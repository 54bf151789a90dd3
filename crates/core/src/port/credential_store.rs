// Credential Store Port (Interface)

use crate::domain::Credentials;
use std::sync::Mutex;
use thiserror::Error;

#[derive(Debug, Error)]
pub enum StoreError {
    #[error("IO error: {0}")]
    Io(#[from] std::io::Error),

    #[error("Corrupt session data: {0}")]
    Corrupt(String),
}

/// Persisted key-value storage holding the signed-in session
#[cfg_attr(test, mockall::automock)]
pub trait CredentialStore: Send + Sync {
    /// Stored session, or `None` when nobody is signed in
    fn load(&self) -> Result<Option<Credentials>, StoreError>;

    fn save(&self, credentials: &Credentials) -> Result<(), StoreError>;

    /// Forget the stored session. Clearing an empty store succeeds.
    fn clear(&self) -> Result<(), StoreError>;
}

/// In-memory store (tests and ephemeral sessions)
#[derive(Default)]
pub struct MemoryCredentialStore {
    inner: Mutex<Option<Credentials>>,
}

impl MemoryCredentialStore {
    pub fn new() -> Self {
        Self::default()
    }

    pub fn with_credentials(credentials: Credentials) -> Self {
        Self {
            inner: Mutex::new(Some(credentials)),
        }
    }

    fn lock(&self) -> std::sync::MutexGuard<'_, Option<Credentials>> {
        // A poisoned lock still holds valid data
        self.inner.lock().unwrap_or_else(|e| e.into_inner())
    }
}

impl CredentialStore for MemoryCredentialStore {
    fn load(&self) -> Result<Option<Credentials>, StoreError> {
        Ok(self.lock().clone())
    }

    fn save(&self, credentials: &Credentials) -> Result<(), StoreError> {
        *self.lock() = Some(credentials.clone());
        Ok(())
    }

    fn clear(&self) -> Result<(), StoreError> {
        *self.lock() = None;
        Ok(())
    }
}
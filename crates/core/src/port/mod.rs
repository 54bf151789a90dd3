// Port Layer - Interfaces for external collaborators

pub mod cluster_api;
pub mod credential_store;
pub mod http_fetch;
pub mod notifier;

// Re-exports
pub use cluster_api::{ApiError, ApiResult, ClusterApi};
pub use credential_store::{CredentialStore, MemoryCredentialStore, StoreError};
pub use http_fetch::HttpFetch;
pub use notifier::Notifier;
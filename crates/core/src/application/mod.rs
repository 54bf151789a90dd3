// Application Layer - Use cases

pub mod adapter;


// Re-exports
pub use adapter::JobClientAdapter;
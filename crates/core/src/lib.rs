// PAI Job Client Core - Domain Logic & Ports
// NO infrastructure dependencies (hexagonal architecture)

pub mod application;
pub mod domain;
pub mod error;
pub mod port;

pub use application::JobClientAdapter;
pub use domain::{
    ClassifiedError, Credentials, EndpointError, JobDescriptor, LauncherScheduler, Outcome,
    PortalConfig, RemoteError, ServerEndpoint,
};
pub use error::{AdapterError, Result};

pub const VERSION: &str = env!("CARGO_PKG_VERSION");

____

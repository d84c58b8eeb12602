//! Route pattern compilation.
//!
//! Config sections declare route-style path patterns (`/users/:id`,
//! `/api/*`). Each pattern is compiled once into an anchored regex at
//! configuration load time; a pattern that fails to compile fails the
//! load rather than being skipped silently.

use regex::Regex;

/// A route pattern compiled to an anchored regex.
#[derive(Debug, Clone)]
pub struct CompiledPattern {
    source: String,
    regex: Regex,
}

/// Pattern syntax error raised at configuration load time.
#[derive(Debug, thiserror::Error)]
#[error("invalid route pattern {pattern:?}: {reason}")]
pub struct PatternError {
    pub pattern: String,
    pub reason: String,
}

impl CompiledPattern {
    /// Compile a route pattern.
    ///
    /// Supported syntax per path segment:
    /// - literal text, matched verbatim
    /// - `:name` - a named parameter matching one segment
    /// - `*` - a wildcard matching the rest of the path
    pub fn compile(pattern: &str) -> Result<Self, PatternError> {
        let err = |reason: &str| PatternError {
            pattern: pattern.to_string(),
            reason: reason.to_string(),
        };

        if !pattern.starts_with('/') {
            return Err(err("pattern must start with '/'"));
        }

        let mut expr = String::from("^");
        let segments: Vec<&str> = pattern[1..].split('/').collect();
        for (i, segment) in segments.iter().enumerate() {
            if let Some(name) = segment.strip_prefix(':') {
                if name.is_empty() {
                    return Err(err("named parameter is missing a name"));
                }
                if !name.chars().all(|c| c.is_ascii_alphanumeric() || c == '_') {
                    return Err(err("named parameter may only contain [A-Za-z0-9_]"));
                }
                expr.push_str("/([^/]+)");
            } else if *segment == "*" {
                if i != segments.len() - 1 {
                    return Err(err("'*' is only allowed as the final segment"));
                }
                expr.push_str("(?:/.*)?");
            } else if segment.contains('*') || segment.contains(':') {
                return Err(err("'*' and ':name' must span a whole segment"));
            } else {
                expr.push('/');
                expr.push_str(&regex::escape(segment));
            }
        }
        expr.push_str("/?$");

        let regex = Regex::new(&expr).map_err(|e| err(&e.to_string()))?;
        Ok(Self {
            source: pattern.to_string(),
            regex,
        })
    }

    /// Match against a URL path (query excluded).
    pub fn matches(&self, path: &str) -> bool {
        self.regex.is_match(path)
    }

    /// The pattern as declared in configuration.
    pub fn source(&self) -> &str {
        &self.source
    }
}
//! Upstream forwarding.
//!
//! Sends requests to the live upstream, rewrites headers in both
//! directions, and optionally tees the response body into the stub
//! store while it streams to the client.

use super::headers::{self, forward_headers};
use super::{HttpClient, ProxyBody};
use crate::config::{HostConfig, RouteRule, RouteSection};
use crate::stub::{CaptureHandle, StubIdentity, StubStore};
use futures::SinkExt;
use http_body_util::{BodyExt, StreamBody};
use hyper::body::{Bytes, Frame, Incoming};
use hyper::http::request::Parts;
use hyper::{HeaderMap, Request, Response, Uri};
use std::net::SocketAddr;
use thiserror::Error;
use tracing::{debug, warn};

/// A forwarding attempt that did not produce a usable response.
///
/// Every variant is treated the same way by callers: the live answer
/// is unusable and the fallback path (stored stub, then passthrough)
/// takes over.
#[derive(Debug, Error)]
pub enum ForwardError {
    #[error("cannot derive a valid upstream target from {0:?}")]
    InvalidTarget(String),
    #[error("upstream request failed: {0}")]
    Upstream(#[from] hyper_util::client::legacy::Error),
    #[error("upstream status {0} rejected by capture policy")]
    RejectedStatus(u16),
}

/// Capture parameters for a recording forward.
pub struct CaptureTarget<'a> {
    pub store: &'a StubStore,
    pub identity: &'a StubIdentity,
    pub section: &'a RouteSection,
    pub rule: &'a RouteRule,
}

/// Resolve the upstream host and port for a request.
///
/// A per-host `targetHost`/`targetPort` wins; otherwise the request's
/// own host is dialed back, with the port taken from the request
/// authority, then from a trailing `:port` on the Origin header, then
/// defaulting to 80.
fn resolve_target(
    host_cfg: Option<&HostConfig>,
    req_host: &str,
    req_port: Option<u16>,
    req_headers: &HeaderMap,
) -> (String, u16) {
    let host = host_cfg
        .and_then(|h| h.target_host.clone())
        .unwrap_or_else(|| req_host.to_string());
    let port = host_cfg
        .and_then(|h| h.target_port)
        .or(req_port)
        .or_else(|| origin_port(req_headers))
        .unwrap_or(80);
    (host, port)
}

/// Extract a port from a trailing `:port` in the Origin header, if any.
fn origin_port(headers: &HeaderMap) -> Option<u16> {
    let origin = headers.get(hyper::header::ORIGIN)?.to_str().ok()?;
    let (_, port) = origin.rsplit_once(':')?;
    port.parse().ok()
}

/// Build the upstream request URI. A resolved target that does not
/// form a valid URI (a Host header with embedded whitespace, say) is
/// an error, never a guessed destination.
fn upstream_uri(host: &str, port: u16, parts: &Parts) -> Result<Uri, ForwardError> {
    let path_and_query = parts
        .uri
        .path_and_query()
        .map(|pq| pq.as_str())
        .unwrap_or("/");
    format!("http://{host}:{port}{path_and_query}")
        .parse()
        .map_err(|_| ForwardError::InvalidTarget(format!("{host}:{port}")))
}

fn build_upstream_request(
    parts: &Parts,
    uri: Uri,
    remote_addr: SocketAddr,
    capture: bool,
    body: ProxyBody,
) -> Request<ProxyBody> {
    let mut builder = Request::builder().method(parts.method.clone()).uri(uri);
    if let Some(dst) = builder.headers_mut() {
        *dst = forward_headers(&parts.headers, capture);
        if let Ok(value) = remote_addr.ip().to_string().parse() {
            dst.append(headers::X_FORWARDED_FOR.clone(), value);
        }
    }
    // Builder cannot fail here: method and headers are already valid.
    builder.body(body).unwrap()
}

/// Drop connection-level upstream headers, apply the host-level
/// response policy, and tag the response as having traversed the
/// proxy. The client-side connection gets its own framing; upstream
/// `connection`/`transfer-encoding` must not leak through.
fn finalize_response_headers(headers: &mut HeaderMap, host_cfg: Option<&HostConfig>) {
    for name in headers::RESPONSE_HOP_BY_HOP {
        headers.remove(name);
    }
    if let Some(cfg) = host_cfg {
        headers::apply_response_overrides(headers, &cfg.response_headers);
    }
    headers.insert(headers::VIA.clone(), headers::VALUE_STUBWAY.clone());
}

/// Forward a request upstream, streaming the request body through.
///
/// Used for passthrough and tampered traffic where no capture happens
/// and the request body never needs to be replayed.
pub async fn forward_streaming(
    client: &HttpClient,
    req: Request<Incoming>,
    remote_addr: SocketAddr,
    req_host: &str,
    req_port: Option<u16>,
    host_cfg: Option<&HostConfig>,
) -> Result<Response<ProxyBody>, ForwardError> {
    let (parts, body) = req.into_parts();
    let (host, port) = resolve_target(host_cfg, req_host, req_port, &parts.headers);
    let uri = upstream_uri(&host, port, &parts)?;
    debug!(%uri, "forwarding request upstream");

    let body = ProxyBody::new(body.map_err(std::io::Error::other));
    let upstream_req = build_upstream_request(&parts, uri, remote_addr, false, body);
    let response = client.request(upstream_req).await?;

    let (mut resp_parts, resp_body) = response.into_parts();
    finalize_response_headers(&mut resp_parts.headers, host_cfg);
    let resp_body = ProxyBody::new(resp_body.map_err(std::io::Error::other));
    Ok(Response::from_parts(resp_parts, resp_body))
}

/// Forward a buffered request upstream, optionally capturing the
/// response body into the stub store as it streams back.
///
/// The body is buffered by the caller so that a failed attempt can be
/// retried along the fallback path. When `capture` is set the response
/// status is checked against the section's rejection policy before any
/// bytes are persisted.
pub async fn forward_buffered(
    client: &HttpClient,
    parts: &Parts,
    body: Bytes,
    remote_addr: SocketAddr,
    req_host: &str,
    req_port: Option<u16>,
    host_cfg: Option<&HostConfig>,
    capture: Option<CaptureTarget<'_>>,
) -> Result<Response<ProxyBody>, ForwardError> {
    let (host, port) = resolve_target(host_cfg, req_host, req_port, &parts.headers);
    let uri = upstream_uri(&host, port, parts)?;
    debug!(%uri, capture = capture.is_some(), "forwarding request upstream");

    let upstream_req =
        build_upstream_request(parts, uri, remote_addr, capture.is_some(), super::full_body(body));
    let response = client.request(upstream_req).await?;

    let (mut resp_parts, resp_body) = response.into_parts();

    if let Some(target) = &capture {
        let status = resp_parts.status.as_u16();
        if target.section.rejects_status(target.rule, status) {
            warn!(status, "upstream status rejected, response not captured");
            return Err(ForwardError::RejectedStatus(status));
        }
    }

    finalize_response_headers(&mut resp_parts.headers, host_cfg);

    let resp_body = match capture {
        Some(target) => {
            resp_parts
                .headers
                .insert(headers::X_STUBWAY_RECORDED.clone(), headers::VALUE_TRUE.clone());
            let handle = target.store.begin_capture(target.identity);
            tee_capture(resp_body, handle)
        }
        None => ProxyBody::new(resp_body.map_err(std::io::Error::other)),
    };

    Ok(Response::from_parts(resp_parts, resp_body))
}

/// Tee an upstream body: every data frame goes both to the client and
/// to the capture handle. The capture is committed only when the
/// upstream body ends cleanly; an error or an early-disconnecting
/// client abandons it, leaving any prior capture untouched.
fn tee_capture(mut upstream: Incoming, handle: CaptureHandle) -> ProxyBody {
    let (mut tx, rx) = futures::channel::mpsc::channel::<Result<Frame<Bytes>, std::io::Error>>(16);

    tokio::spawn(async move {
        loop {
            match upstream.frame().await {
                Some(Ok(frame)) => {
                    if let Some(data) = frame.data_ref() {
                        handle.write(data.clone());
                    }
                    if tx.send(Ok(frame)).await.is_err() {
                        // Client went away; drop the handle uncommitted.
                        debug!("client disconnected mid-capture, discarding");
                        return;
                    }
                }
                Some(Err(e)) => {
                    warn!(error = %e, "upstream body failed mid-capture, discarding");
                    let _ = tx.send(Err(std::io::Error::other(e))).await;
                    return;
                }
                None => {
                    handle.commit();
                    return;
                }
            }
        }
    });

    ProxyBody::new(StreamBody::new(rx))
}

____

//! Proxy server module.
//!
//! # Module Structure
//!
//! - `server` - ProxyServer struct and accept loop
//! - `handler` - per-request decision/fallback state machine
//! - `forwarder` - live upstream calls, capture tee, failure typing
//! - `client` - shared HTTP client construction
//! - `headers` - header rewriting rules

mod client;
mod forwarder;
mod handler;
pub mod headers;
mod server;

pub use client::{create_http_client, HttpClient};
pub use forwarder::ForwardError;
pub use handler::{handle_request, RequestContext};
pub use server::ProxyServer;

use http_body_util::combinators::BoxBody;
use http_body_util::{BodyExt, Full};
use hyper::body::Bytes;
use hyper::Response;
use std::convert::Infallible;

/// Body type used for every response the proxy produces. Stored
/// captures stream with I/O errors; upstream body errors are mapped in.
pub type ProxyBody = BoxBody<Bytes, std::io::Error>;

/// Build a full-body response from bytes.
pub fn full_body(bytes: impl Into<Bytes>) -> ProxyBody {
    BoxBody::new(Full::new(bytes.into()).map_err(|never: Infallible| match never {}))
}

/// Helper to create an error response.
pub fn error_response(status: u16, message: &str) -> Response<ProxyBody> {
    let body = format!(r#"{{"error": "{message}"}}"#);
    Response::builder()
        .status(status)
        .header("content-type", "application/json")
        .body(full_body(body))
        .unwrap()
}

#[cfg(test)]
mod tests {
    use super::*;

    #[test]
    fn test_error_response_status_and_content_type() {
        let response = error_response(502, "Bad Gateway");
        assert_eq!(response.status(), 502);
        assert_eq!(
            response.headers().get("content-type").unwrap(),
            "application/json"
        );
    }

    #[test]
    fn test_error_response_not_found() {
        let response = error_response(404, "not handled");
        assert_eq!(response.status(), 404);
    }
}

____

Among the lines of the data, which ones contain the word "discarding"? Show them.

#### Answer to the exercise:
                        debug!("client disconnected mid-capture, discarding");
                    warn!(error = %e, "upstream body failed mid-capture, discarding");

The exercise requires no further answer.